Ridge to Reef Expeditions involve a diverse array of interesting activities on land and sea, and all training is provided. Training and typical activities include:


PADI_horiz_col_webComprehensive training is provided for all expeditions. For expeditions which include SCUBA diving (team expeditions and study abroad programs) this automatically includes PADI SCUBA training and certification (Usually PADI Open Water level on 4 week expeditions, and PADI Advanced Open Water level on 8 week expeditions). We can also provide Emergency First Response first aid training. TIDE is a registered PADI dive center.


Training in all research methods and conservation activities is provided. Theoretical training provides background knowledge, including an understanding of how the activities fit into the bigger picture of TIDE’s conservation of the Maya Mountain Marine Corridor. Rigorous practical training (and testing!) ensures the data volunteers collect is valid, and that safety is maintained at all times.
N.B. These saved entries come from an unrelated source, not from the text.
//! GetAvailabilityHandler - remaining slots per treatment for a date.

use std::sync::Arc;

use crate::domain::foundation::DomainError;
use crate::domain::scheduling::{compute_availability, AppointmentOption};
use crate::ports::{BookingRepository, CatalogReader};

/// Query for the bookable slots on a given date.
#[derive(Debug, Clone)]
pub struct GetAvailabilityQuery {
    /// Opaque exact-match date label; passed verbatim to the booking read.
    pub date: String,
}

/// Handler computing remaining availability.
///
/// Reads the catalog and the bookings for the date, then filters each
/// option's slots through the pure domain computation. An unknown or
/// malformed date simply matches zero bookings, so nothing is filtered.
pub struct GetAvailabilityHandler {
    catalog: Arc<dyn CatalogReader>,
    bookings: Arc<dyn BookingRepository>,
}

impl GetAvailabilityHandler {
    pub fn new(catalog: Arc<dyn CatalogReader>, bookings: Arc<dyn BookingRepository>) -> Self {
        Self { catalog, bookings }
    }

    pub async fn handle(
        &self,
        query: GetAvailabilityQuery,
    ) -> Result<Vec<AppointmentOption>, DomainError> {
        let catalog = self.catalog.list_options().await?;
        let booked = self.bookings.list_by_date(&query.date).await?;

        Ok(compute_availability(&catalog, &booked))
    }
}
Training is delivered by TIDE staff members who are experts in their fields.


Satellite Tracking Endangered Sea Turtles

Ridge to Reef Expeditions is teaming up with Marymount University’s Hawksbill Hope project to study migration patterns of hawksbill turtles and reveal which habitats are most important for these critically endangered animals.

During May to August, when the female turtles come to shore to lay their eggs, R2R volunteers walk the beach at night in search of these majestic creatures. In summer 2015 our team will have the opportunity to fix a satellite transmitter to a turtle’s carapace so it can beam back data on its location for months to come.

Sea Turtle Nest Patrols

To maximize survival, we collect up juvenile sea turtles as they hatch (October to December) and release them all at once. The hatching date is quite predictable so long as you know when the eggs were laid, so we patrol beaches during nesting season (May to August) to identify when are where eggs are laid. Witnessing these ancient creatures laying their eggs is an unforgettable experience!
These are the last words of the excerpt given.